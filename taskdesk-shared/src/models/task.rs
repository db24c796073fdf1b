/// Task model and database operations
///
/// A task belongs to exactly one owner, fixed at creation. Status is
/// informational: any authorized caller may set any value, there is no
/// enforced ordering between states.
///
/// # Status
///
/// ```text
/// TODO → IN_PROGRESS → DONE   (suggested, not enforced)
/// ```
///
/// # Schema
///
/// ```sql
/// CREATE TYPE task_status AS ENUM ('TODO', 'IN_PROGRESS', 'DONE');
/// CREATE TYPE task_priority AS ENUM ('LOW', 'MEDIUM', 'HIGH');
///
/// CREATE TABLE tasks (
///     id UUID PRIMARY KEY DEFAULT gen_random_uuid(),
///     owner_id UUID NOT NULL REFERENCES users(id) ON DELETE CASCADE,
///     title VARCHAR(200) NOT NULL,
///     description VARCHAR(1000),
///     status task_status NOT NULL DEFAULT 'TODO',
///     priority task_priority NOT NULL DEFAULT 'MEDIUM',
///     created_at TIMESTAMPTZ NOT NULL DEFAULT NOW(),
///     updated_at TIMESTAMPTZ NOT NULL DEFAULT NOW()
/// );
/// ```
///
/// # Example
///
/// ```no_run
/// use taskdesk_shared::models::task::{CreateTask, Task, TaskPriority, TaskStatus};
/// use sqlx::PgPool;
/// use uuid::Uuid;
///
/// # async fn example(pool: PgPool, owner_id: Uuid) -> Result<(), sqlx::Error> {
/// let task = Task::create(&pool, CreateTask {
///     owner_id,
///     title: "Write release notes".to_string(),
///     description: None,
///     status: TaskStatus::Todo,
///     priority: TaskPriority::High,
/// }).await?;
/// # Ok(())
/// # }
/// ```

use chrono::{DateTime, Utc};
use serde::{Deserialize, Serialize};
use sqlx::PgPool;
use uuid::Uuid;
use validator::Validate;

use crate::auth::authorization::ListScope;

/// Task status
#[derive(Debug, Clone, Copy, Default, PartialEq, Eq, Hash, Serialize, Deserialize, sqlx::Type)]
#[sqlx(type_name = "task_status", rename_all = "SCREAMING_SNAKE_CASE")]
#[serde(rename_all = "SCREAMING_SNAKE_CASE")]
pub enum TaskStatus {
    /// Not started
    #[default]
    Todo,

    /// Being worked on
    InProgress,

    /// Finished
    Done,
}

impl TaskStatus {
    pub fn as_str(&self) -> &'static str {
        match self {
            TaskStatus::Todo => "TODO",
            TaskStatus::InProgress => "IN_PROGRESS",
            TaskStatus::Done => "DONE",
        }
    }
}

/// Task priority
#[derive(Debug, Clone, Copy, Default, PartialEq, Eq, Hash, Serialize, Deserialize, sqlx::Type)]
#[sqlx(type_name = "task_priority", rename_all = "SCREAMING_SNAKE_CASE")]
#[serde(rename_all = "SCREAMING_SNAKE_CASE")]
pub enum TaskPriority {
    Low,
    #[default]
    Medium,
    High,
}

impl TaskPriority {
    pub fn as_str(&self) -> &'static str {
        match self {
            TaskPriority::Low => "LOW",
            TaskPriority::Medium => "MEDIUM",
            TaskPriority::High => "HIGH",
        }
    }
}

/// Task model
#[derive(Debug, Clone, PartialEq, Eq, Serialize, Deserialize, sqlx::FromRow)]
#[serde(rename_all = "camelCase")]
pub struct Task {
    /// Unique task ID
    pub id: Uuid,

    /// Identity that created the task (immutable)
    pub owner_id: Uuid,

    /// Short title, 3 to 200 characters
    pub title: String,

    /// Optional longer description, at most 1000 characters
    pub description: Option<String>,

    pub status: TaskStatus,

    pub priority: TaskPriority,

    /// When the task was created
    pub created_at: DateTime<Utc>,

    /// When the task was last modified
    pub updated_at: DateTime<Utc>,
}

/// Caller-supplied fields for a new task, validated before persisting
#[derive(Debug, Clone, Default, Deserialize, Validate)]
#[serde(default, rename_all = "camelCase")]
pub struct NewTask {
    #[validate(length(
        min = 3,
        max = 200,
        message = "Title must be between 3 and 200 characters"
    ))]
    pub title: String,

    #[validate(length(
        max = 1000,
        message = "Description cannot exceed 1000 characters"
    ))]
    pub description: Option<String>,

    pub status: Option<TaskStatus>,

    pub priority: Option<TaskPriority>,
}

impl NewTask {
    /// Trims text fields the way they will be stored
    ///
    /// A description that is empty after trimming is dropped.
    pub fn normalized(self) -> Self {
        Self {
            title: self.title.trim().to_string(),
            description: normalize_description(self.description),
            ..self
        }
    }

    /// Resolves defaults and binds the task to its owner
    pub fn into_create(self, owner_id: Uuid) -> CreateTask {
        CreateTask {
            owner_id,
            title: self.title,
            description: self.description,
            status: self.status.unwrap_or_default(),
            priority: self.priority.unwrap_or_default(),
        }
    }
}

/// Input for inserting a task
#[derive(Debug, Clone)]
pub struct CreateTask {
    pub owner_id: Uuid,
    pub title: String,
    pub description: Option<String>,
    pub status: TaskStatus,
    pub priority: TaskPriority,
}

/// Partial update of a task
///
/// Only `Some` fields are applied. The owner can never be changed.
#[derive(Debug, Clone, Default, PartialEq, Eq, Deserialize, Validate)]
#[serde(rename_all = "camelCase")]
pub struct UpdateTask {
    #[validate(length(
        min = 3,
        max = 200,
        message = "Title must be between 3 and 200 characters"
    ))]
    pub title: Option<String>,

    #[validate(length(
        max = 1000,
        message = "Description cannot exceed 1000 characters"
    ))]
    pub description: Option<String>,

    pub status: Option<TaskStatus>,

    pub priority: Option<TaskPriority>,
}

impl UpdateTask {
    /// Trims text fields the way they will be stored
    pub fn normalized(self) -> Self {
        Self {
            title: self.title.map(|t| t.trim().to_string()),
            description: self.description.map(|d| d.trim().to_string()),
            ..self
        }
    }

    /// Returns true if no field would change
    pub fn is_empty(&self) -> bool {
        self.title.is_none()
            && self.description.is_none()
            && self.status.is_none()
            && self.priority.is_none()
    }

    /// Applies the present fields to a task and bumps `updated_at`
    pub fn apply_to(&self, task: &mut Task, now: DateTime<Utc>) {
        if let Some(ref title) = self.title {
            task.title = title.clone();
        }
        if let Some(ref description) = self.description {
            task.description = Some(description.clone());
        }
        if let Some(status) = self.status {
            task.status = status;
        }
        if let Some(priority) = self.priority {
            task.priority = priority;
        }
        task.updated_at = now;
    }
}

/// Scoped, filtered and paginated listing request
#[derive(Debug, Clone, PartialEq, Eq)]
pub struct TaskQuery {
    /// Which owners' tasks are visible
    pub scope: ListScope,

    pub status: Option<TaskStatus>,

    pub priority: Option<TaskPriority>,

    /// Page size
    pub limit: i64,

    /// Number of tasks to skip
    pub offset: i64,
}

fn normalize_description(description: Option<String>) -> Option<String> {
    description
        .map(|d| d.trim().to_string())
        .filter(|d| !d.is_empty())
}

impl Task {
    /// Creates a new task
    pub async fn create(pool: &PgPool, data: CreateTask) -> Result<Self, sqlx::Error> {
        let task = sqlx::query_as::<_, Task>(
            r#"
            INSERT INTO tasks (owner_id, title, description, status, priority)
            VALUES ($1, $2, $3, $4, $5)
            RETURNING id, owner_id, title, description, status, priority, created_at, updated_at
            "#,
        )
        .bind(data.owner_id)
        .bind(data.title)
        .bind(data.description)
        .bind(data.status)
        .bind(data.priority)
        .fetch_one(pool)
        .await?;

        Ok(task)
    }

    /// Finds a task by ID
    pub async fn find_by_id(pool: &PgPool, id: Uuid) -> Result<Option<Self>, sqlx::Error> {
        let task = sqlx::query_as::<_, Task>(
            r#"
            SELECT id, owner_id, title, description, status, priority, created_at, updated_at
            FROM tasks
            WHERE id = $1
            "#,
        )
        .bind(id)
        .fetch_optional(pool)
        .await?;

        Ok(task)
    }

    /// Lists tasks visible under the query's scope, newest first
    ///
    /// A NULL parameter disables the corresponding predicate, so one
    /// statement covers every combination of scope and filters.
    pub async fn list(pool: &PgPool, query: &TaskQuery) -> Result<Vec<Self>, sqlx::Error> {
        let tasks = sqlx::query_as::<_, Task>(
            r#"
            SELECT id, owner_id, title, description, status, priority, created_at, updated_at
            FROM tasks
            WHERE ($1::UUID IS NULL OR owner_id = $1)
              AND ($2::task_status IS NULL OR status = $2)
              AND ($3::task_priority IS NULL OR priority = $3)
            ORDER BY created_at DESC, id DESC
            LIMIT $4 OFFSET $5
            "#,
        )
        .bind(query.scope.owner())
        .bind(query.status)
        .bind(query.priority)
        .bind(query.limit)
        .bind(query.offset)
        .fetch_all(pool)
        .await?;

        Ok(tasks)
    }

    /// Counts tasks matching the query's scope and filters (ignores pagination)
    pub async fn count(pool: &PgPool, query: &TaskQuery) -> Result<i64, sqlx::Error> {
        let (count,): (i64,) = sqlx::query_as(
            r#"
            SELECT COUNT(*)
            FROM tasks
            WHERE ($1::UUID IS NULL OR owner_id = $1)
              AND ($2::task_status IS NULL OR status = $2)
              AND ($3::task_priority IS NULL OR priority = $3)
            "#,
        )
        .bind(query.scope.owner())
        .bind(query.status)
        .bind(query.priority)
        .fetch_one(pool)
        .await?;

        Ok(count)
    }

    /// Applies a partial update
    ///
    /// Returns None if the task doesn't exist.
    pub async fn update(
        pool: &PgPool,
        id: Uuid,
        data: UpdateTask,
    ) -> Result<Option<Self>, sqlx::Error> {
        let task = sqlx::query_as::<_, Task>(
            r#"
            UPDATE tasks
            SET title = COALESCE($2, title),
                description = COALESCE($3, description),
                status = COALESCE($4, status),
                priority = COALESCE($5, priority),
                updated_at = NOW()
            WHERE id = $1
            RETURNING id, owner_id, title, description, status, priority, created_at, updated_at
            "#,
        )
        .bind(id)
        .bind(data.title)
        .bind(data.description)
        .bind(data.status)
        .bind(data.priority)
        .fetch_optional(pool)
        .await?;

        Ok(task)
    }

    /// Deletes a task
    ///
    /// Returns true if a row was removed.
    pub async fn delete(pool: &PgPool, id: Uuid) -> Result<bool, sqlx::Error> {
        let result = sqlx::query("DELETE FROM tasks WHERE id = $1")
            .bind(id)
            .execute(pool)
            .await?;

        Ok(result.rows_affected() > 0)
    }
}
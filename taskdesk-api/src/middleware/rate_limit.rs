/// Per-client rate limiting
///
/// This module implements token bucket rate limiting with in-process state.
/// Each client gets one bucket per policy:
///
/// - **Api**: `RATE_LIMIT_MAX_REQUESTS` per `RATE_LIMIT_WINDOW_MS` on all of `/api/v1`
/// - **AdminRegistration**: `ADMIN_RATE_LIMIT_MAX_REQUESTS` per window on
///   `register-admin`, to make guessing the admin secret impractical
///
/// # Algorithm
///
/// Uses token bucket algorithm:
/// - A bucket starts full at `max_requests`
/// - Tokens refill continuously at `max_requests / window`
/// - Each request consumes 1 token
/// - Request blocked if bucket empty
///
/// # Client identity
///
/// The peer address from `ConnectInfo`. With `TRUST_PROXY` enabled, the
/// rightmost `X-Forwarded-For` entry instead: that hop is appended by the
/// proxy, while everything left of it is whatever the client sent.
///
/// # Headers
///
/// Response includes rate limit headers:
/// - `X-RateLimit-Limit`: Total requests allowed per window
/// - `X-RateLimit-Remaining`: Tokens remaining
/// - `Retry-After`: Seconds to wait (429 responses only)

use std::collections::HashMap;
use std::net::SocketAddr;
use std::sync::{Arc, Mutex};
use std::time::{Duration, Instant};

use axum::{
    extract::{ConnectInfo, Request, State},
    http::{HeaderMap, HeaderValue},
    middleware::Next,
    response::Response,
};

use crate::app::AppState;
use crate::config::RateLimitConfig;
use crate::error::ApiError;

/// Bucket count above which idle buckets are swept
const SWEEP_THRESHOLD: usize = 10_000;

/// Which limit a request is charged against
#[derive(Debug, Clone, Copy, PartialEq, Eq, Hash)]
pub enum Policy {
    Api,
    AdminRegistration,
}

/// Rate limit configuration for a policy
#[derive(Debug, Clone, Copy)]
pub struct RateLimit {
    /// Maximum requests per window
    pub max_requests: u32,

    /// Length of the window
    pub window: Duration,
}

impl RateLimit {
    /// Token refill rate (tokens per second)
    pub fn refill_rate(&self) -> f64 {
        self.max_requests as f64 / self.window.as_secs_f64()
    }
}

/// Token bucket state
#[derive(Debug, Clone)]
struct TokenBucket {
    /// Current number of tokens
    tokens: f64,

    /// Last refill instant
    last_refill: Instant,
}

impl TokenBucket {
    /// Creates a new full bucket
    fn new(capacity: u32, now: Instant) -> Self {
        TokenBucket {
            tokens: capacity as f64,
            last_refill: now,
        }
    }

    /// Refills tokens based on elapsed time
    fn refill(&mut self, now: Instant, rate: f64, capacity: u32) {
        let elapsed_secs = now.saturating_duration_since(self.last_refill).as_secs_f64();

        self.tokens = (self.tokens + elapsed_secs * rate).min(capacity as f64);
        self.last_refill = now;
    }

    /// Attempts to consume N tokens
    fn try_consume(&mut self, count: f64) -> bool {
        if self.tokens >= count {
            self.tokens -= count;
            true
        } else {
            false
        }
    }

    /// Calculates seconds until N tokens available
    fn seconds_until_available(&self, count: f64, rate: f64) -> u64 {
        let deficit = count - self.tokens;
        if deficit <= 0.0 {
            0
        } else {
            (deficit / rate).ceil() as u64
        }
    }
}

/// Result of rate limit check
#[derive(Debug, Clone, Copy, PartialEq, Eq)]
pub struct RateLimitResult {
    /// Whether request is allowed
    pub ok: bool,

    pub limit: u32,

    /// Tokens remaining
    pub remaining: u32,

    /// Seconds until a request would be allowed again
    pub retry_after: u64,
}

/// Shared bucket store
#[derive(Debug, Clone)]
pub struct RateLimiter {
    api: RateLimit,
    admin: RateLimit,
    trust_proxy: bool,
    buckets: Arc<Mutex<HashMap<(Policy, String), TokenBucket>>>,
}

impl RateLimiter {
    pub fn new(config: &RateLimitConfig) -> Self {
        Self {
            api: RateLimit {
                max_requests: config.max_requests,
                window: config.window,
            },
            admin: RateLimit {
                max_requests: config.admin_max_requests,
                window: config.window,
            },
            trust_proxy: config.trust_proxy,
            buckets: Arc::new(Mutex::new(HashMap::new())),
        }
    }

    pub fn limit_for(&self, policy: Policy) -> RateLimit {
        match policy {
            Policy::Api => self.api,
            Policy::AdminRegistration => self.admin,
        }
    }

    /// Charges one request to `client` under `policy`
    pub fn check(&self, policy: Policy, client: &str) -> RateLimitResult {
        self.check_at(policy, client, Instant::now())
    }

    pub fn check_at(&self, policy: Policy, client: &str, now: Instant) -> RateLimitResult {
        let limit = self.limit_for(policy);
        let rate = limit.refill_rate();

        // A poisoned lock only means another request panicked mid-update;
        // the bucket map itself is still usable.
        let mut buckets = self
            .buckets
            .lock()
            .unwrap_or_else(|poisoned| poisoned.into_inner());

        if buckets.len() > SWEEP_THRESHOLD {
            let window = limit.window;
            buckets.retain(|_, bucket| now.saturating_duration_since(bucket.last_refill) < window);
        }

        let bucket = buckets
            .entry((policy, client.to_string()))
            .or_insert_with(|| TokenBucket::new(limit.max_requests, now));
        bucket.refill(now, rate, limit.max_requests);

        let ok = bucket.try_consume(1.0);
        RateLimitResult {
            ok,
            limit: limit.max_requests,
            remaining: bucket.tokens.floor().max(0.0) as u32,
            retry_after: if ok {
                0
            } else {
                bucket.seconds_until_available(1.0, rate).max(1)
            },
        }
    }
}

/// Identifies the calling client
pub fn client_key(headers: &HeaderMap, peer: Option<SocketAddr>, trust_proxy: bool) -> String {
    let forwarded = if trust_proxy {
        headers
            .get_all("X-Forwarded-For")
            .iter()
            .filter_map(|v| v.to_str().ok())
            .flat_map(|v| v.split(','))
            .map(str::trim)
            .filter(|v| !v.is_empty())
            .last()
            .map(str::to_string)
    } else {
        None
    };

    forwarded
        .or_else(|| peer.map(|addr| addr.ip().to_string()))
        .unwrap_or_else(|| "unknown".to_string())
}

async fn enforce(
    limiter: &RateLimiter,
    policy: Policy,
    request: Request,
    next: Next,
) -> Result<Response, ApiError> {
    let peer = request
        .extensions()
        .get::<ConnectInfo<SocketAddr>>()
        .map(|ConnectInfo(addr)| *addr);
    let client = client_key(request.headers(), peer, limiter.trust_proxy);

    let result = limiter.check(policy, &client);
    if !result.ok {
        tracing::warn!(client = %client, policy = ?policy, "Rate limit exceeded");
        return Err(create_rate_limit_error(result));
    }

    let mut response = next.run(request).await;
    let headers = response.headers_mut();
    headers.insert("X-RateLimit-Limit", HeaderValue::from(result.limit));
    headers.insert("X-RateLimit-Remaining", HeaderValue::from(result.remaining));

    Ok(response)
}

/// Rate limiting middleware for the API
///
/// # Errors
///
/// - 429 Too Many Requests: Rate limit exceeded
pub async fn rate_limit_layer(
    State(state): State<AppState>,
    request: Request,
    next: Next,
) -> Result<Response, ApiError> {
    enforce(&state.limiter, Policy::Api, request, next).await
}

/// Stricter limit for admin registration
pub async fn admin_rate_limit_layer(
    State(state): State<AppState>,
    request: Request,
    next: Next,
) -> Result<Response, ApiError> {
    enforce(&state.limiter, Policy::AdminRegistration, request, next).await
}

/// Creates a rate limit exceeded error response
fn create_rate_limit_error(result: RateLimitResult) -> ApiError {
    ApiError::RateLimitExceeded {
        retry_after: result.retry_after,
        message: "Too many requests from this IP, please try again later".to_string(),
    }
}
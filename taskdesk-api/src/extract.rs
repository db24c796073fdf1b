/// Request extractors that reject with [`ApiError`]
///
/// Axum's stock `Json`, `Query` and `Path` reject with plain-text bodies.
/// These wrappers keep the JSON failure envelope for malformed input.

use axum::extract::{FromRequest, FromRequestParts};

use crate::error::ApiError;

/// JSON body extractor
#[derive(Debug, FromRequest)]
#[from_request(via(axum::Json), rejection(ApiError))]
pub struct ApiJson<T>(pub T);

/// Query string extractor
#[derive(Debug, FromRequestParts)]
#[from_request(via(axum::extract::Query), rejection(ApiError))]
pub struct ApiQuery<T>(pub T);

/// Path parameter extractor
#[derive(Debug, FromRequestParts)]
#[from_request(via(axum::extract::Path), rejection(ApiError))]
pub struct ApiPath<T>(pub T);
● ● ● ●
> _Task description_
When the string "Returns" occurs in a line of the material, that line belongs in the answer.

> _Result for this task_
    /// Returns true if no field would change
    /// Returns None if the task doesn't exist.
    /// Returns true if a row was removed.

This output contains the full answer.